Jack knows that there is a great underground treasury in a secret region. And he has a special device that can be used to detect treasury under the surface of the earth. One day he got outside with the device to ascertain the treasury. He chose many different locations on the surface of the earth near the secret region. And at each spot he used the device to detect treasury and got some data from it representing a region, which may contain treasury below the surface. The data from the device at each spot is six integers x 1, y 1, z 1, x 2, y 2 and z 2 (x 1<x 2, y 1<y 2, z 1<z 2). According to the instruction of the device they represent the range of x, y and z coordinates of the region. That is to say, the x coordinate of the region, which may contain treasury, ranges from x 1 to x 2. So do y and z coordinates. The origin of the coordinates is a fixed point under the ground.

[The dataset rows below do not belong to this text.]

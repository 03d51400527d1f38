//! # Assessment Workflow State Machine
//!
//! Governs how a user moves between describing a dataset, answering impact
//! questions and reviewing the resulting tier.
//!
//! ## States
//!
//! ```text
//!              begin               submit_for_review
//! Selecting ─────────▶ Assessing ─────────────────────▶ Reviewing
//!     ▲                    ▲  (≥ 1 answer required)          │
//!     │                    └──────────── modify ─────────────┘
//!     │
//!     └──────────── reset (from any phase; clears answers and dataset)
//! ```
//!
//! ## Operation guards
//!
//! | Operation | Allowed in |
//! |-----------|------------|
//! | `select_dataset` | Selecting, Assessing |
//! | `record` | Assessing |
//! | `begin` | Selecting |
//! | `submit_for_review` | Assessing, with a non-empty record |
//! | `modify` | Reviewing |
//! | `reset` | any |
//!
//! A rejected operation never mutates the session.

use chrono::{DateTime, Utc};
use dmo_classify::{
    build_report, ClassificationReport, DatasetError, DatasetProfile, Suggestion, SuggestionRules,
};
use dmo_core::{
    ClassificationLevel, DmoError, QuestionId, Response, SessionId, TaxonomyError,
    TaxonomyRegistry,
};
use serde::{Deserialize, Serialize};
use thiserror::Error;

use crate::record::AssessmentRecord;

// ─── Workflow Phase ──────────────────────────────────────────────────

/// Phase of an assessment session.
#[derive(Debug, Clone, Copy, PartialEq, Eq, Hash, Serialize, Deserialize)]
#[serde(rename_all = "snake_case")]
pub enum WorkflowPhase {
    /// Optionally picking or describing the dataset.
    Selecting,
    /// Answering impact questions.
    Assessing,
    /// Tier and controls on display.
    Reviewing,
}

impl std::fmt::Display for WorkflowPhase {
    fn fmt(&self, f: &mut std::fmt::Formatter<'_>) -> std::fmt::Result {
        let s = match self {
            Self::Selecting => "SELECTING",
            Self::Assessing => "ASSESSING",
            Self::Reviewing => "REVIEWING",
        };
        f.write_str(s)
    }
}

// ─── Errors ──────────────────────────────────────────────────────────

/// Errors from workflow operations.
#[derive(Error, Debug, Clone, PartialEq, Eq)]
pub enum WorkflowError {
    /// Attempted phase change is not valid from the current phase.
    #[error("invalid workflow transition: {from} -> {to}")]
    InvalidTransition {
        /// Current phase.
        from: WorkflowPhase,
        /// Attempted target phase.
        to: WorkflowPhase,
    },

    /// Operation is not permitted in the current phase.
    #[error("cannot {operation} while {phase}")]
    WrongPhase {
        /// The rejected operation.
        operation: &'static str,
        /// Current phase.
        phase: WorkflowPhase,
    },

    /// Review requested before any question was answered.
    #[error("assessment has no answers; answer at least one question first")]
    EmptyAssessment,

    /// Answer addressed to a question that does not exist.
    #[error(transparent)]
    Taxonomy(#[from] TaxonomyError),

    /// Dataset profile failed validation.
    #[error(transparent)]
    Dataset(#[from] DatasetError),
}

impl WorkflowError {
    /// Whether the error is a phase conflict rather than bad input.
    pub fn is_phase_conflict(&self) -> bool {
        matches!(self, Self::InvalidTransition { .. } | Self::WrongPhase { .. })
    }
}

impl From<WorkflowError> for DmoError {
    fn from(err: WorkflowError) -> Self {
        match err {
            WorkflowError::Taxonomy(e) => DmoError::Taxonomy(e),
            e @ (WorkflowError::InvalidTransition { .. } | WorkflowError::WrongPhase { .. }) => {
                DmoError::InvalidTransition(e.to_string())
            }
            e => DmoError::Validation(e.to_string()),
        }
    }
}

// ─── Transition Log ──────────────────────────────────────────────────

/// Record of a phase change.
#[derive(Debug, Clone, PartialEq, Eq, Serialize, Deserialize)]
pub struct TransitionRecord {
    /// Phase before the transition.
    pub from_state: WorkflowPhase,
    /// Phase after the transition.
    pub to_state: WorkflowPhase,
    /// When the transition occurred.
    pub timestamp: DateTime<Utc>,
    /// Reason for the transition.
    pub reason: String,
}

// ─── Session ─────────────────────────────────────────────────────────

/// One assessment: phase, answers, optional dataset profile and history.
///
/// The taxonomy is shared and read-only; everything else belongs to this
/// session alone.
#[derive(Debug, Clone)]
pub struct AssessmentSession {
    id: SessionId,
    phase: WorkflowPhase,
    record: AssessmentRecord,
    dataset: Option<DatasetProfile>,
    transitions: Vec<TransitionRecord>,
    created_at: DateTime<Utc>,
    updated_at: DateTime<Utc>,
    registry: &'static TaxonomyRegistry,
}

impl Default for AssessmentSession {
    fn default() -> Self {
        Self::new()
    }
}

impl AssessmentSession {
    /// Start a session against the standard taxonomy, in `Selecting`.
    pub fn new() -> Self {
        Self::with_registry(TaxonomyRegistry::standard())
    }

    pub fn with_registry(registry: &'static TaxonomyRegistry) -> Self {
        let now = Utc::now();
        Self {
            id: SessionId::new(),
            phase: WorkflowPhase::Selecting,
            record: AssessmentRecord::new(),
            dataset: None,
            transitions: Vec::new(),
            created_at: now,
            updated_at: now,
            registry,
        }
    }

    pub fn id(&self) -> SessionId {
        self.id
    }

    pub fn phase(&self) -> WorkflowPhase {
        self.phase
    }

    pub fn answers(&self) -> &AssessmentRecord {
        &self.record
    }

    pub fn dataset(&self) -> Option<&DatasetProfile> {
        self.dataset.as_ref()
    }

    /// Ordered log of all phase changes, including resets.
    pub fn transitions(&self) -> &[TransitionRecord] {
        &self.transitions
    }

    pub fn created_at(&self) -> DateTime<Utc> {
        self.created_at
    }

    pub fn updated_at(&self) -> DateTime<Utc> {
        self.updated_at
    }

    pub fn registry(&self) -> &'static TaxonomyRegistry {
        self.registry
    }

    // ── Operations ───────────────────────────────────────────────────

    /// Pick or replace the dataset profile (SELECTING or ASSESSING).
    pub fn select_dataset(&mut self, profile: DatasetProfile) -> Result<(), WorkflowError> {
        if self.phase == WorkflowPhase::Reviewing {
            return Err(WorkflowError::WrongPhase {
                operation: "select a dataset",
                phase: self.phase,
            });
        }
        profile.validate()?;
        tracing::debug!(session = %self.id, dataset = ?profile.display_name(), "dataset selected");
        self.dataset = Some(profile);
        self.touch();
        Ok(())
    }

    /// Start answering questions (SELECTING → ASSESSING).
    pub fn begin(&mut self) -> Result<(), WorkflowError> {
        self.require_phase(WorkflowPhase::Selecting, WorkflowPhase::Assessing)?;
        self.do_transition(WorkflowPhase::Assessing, "assessment started");
        Ok(())
    }

    /// Record or overwrite one answer (ASSESSING only).
    ///
    /// Returns the answer previously held for the question, if any.
    pub fn record(
        &mut self,
        category: &str,
        subcategory: &str,
        index: usize,
        response: Response,
    ) -> Result<Option<Response>, WorkflowError> {
        if self.phase != WorkflowPhase::Assessing {
            return Err(WorkflowError::WrongPhase {
                operation: "record an answer",
                phase: self.phase,
            });
        }
        let id = QuestionId::new(category, subcategory, index);
        let previous = self.record.record(self.registry, id, response)?;
        tracing::debug!(
            session = %self.id,
            category,
            subcategory,
            index,
            %response,
            answered = self.record.len(),
            "response recorded"
        );
        self.touch();
        Ok(previous)
    }

    /// Show the result (ASSESSING → REVIEWING). Requires at least one answer.
    pub fn submit_for_review(&mut self) -> Result<(), WorkflowError> {
        self.require_phase(WorkflowPhase::Assessing, WorkflowPhase::Reviewing)?;
        if self.record.is_empty() {
            return Err(WorkflowError::EmptyAssessment);
        }
        self.do_transition(WorkflowPhase::Reviewing, "submitted for review");
        Ok(())
    }

    /// Go back to editing answers (REVIEWING → ASSESSING). Answers are kept.
    pub fn modify(&mut self) -> Result<(), WorkflowError> {
        self.require_phase(WorkflowPhase::Reviewing, WorkflowPhase::Assessing)?;
        self.do_transition(WorkflowPhase::Assessing, "returned to assessment");
        Ok(())
    }

    /// Discard answers and dataset and return to SELECTING. Irreversible.
    pub fn reset(&mut self) {
        self.record.clear();
        self.dataset = None;
        self.do_transition(WorkflowPhase::Selecting, "assessment reset");
    }

    // ── Derived values ───────────────────────────────────────────────

    /// Authoritative tier from the recorded answers; `None` while empty.
    pub fn current_level(&self) -> Option<ClassificationLevel> {
        self.record.level()
    }

    /// Fraction of the taxonomy answered, in `[0, 1]`.
    pub fn progress(&self) -> f64 {
        self.record.progress(self.registry)
    }

    pub fn required_controls(&self, level: ClassificationLevel) -> &'static [&'static str] {
        self.registry.required_controls(level)
    }

    /// Advisory suggestion for the selected dataset, if one is selected.
    pub fn suggestion(&self, rules: &SuggestionRules) -> Option<Suggestion> {
        let text = self.dataset.as_ref()?.descriptor_text().ok()?;
        Some(rules.suggest(&text))
    }

    /// Structured report of the current answers.
    ///
    /// Available in any phase once at least one question is answered.
    pub fn report(&self, rules: &SuggestionRules) -> Result<ClassificationReport, WorkflowError> {
        let report = build_report(self.registry, self.record.responses())
            .ok_or(WorkflowError::EmptyAssessment)?;
        Ok(report
            .with_dataset(self.dataset.as_ref().and_then(DatasetProfile::display_name))
            .with_advisory(self.suggestion(rules)))
    }

    // ── Internals ────────────────────────────────────────────────────

    fn require_phase(
        &self,
        expected: WorkflowPhase,
        target: WorkflowPhase,
    ) -> Result<(), WorkflowError> {
        if self.phase != expected {
            return Err(WorkflowError::InvalidTransition {
                from: self.phase,
                to: target,
            });
        }
        Ok(())
    }

    fn do_transition(&mut self, to: WorkflowPhase, reason: &str) {
        let now = Utc::now();
        self.transitions.push(TransitionRecord {
            from_state: self.phase,
            to_state: to,
            timestamp: now,
            reason: reason.to_string(),
        });
        tracing::info!(
            session = %self.id,
            from = %self.phase,
            to = %to,
            reason,
            "workflow transition"
        );
        self.phase = to;
        self.updated_at = now;
    }

    fn touch(&mut self) {
        self.updated_at = Utc::now();
    }
}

Jack can’t get the total volume of the treasury because these regions don’t always contain treasury. Through years of experience, he discovers that if a region is detected that may have treasury at more than two different spots, the region really exist treasure. And now Jack only wants to know the minimum volume of the treasury.
Now Jack entrusts the problem to you.
Input
The first line of the input file contains a single integer t, the number of test cases, followed by the input data for each test case.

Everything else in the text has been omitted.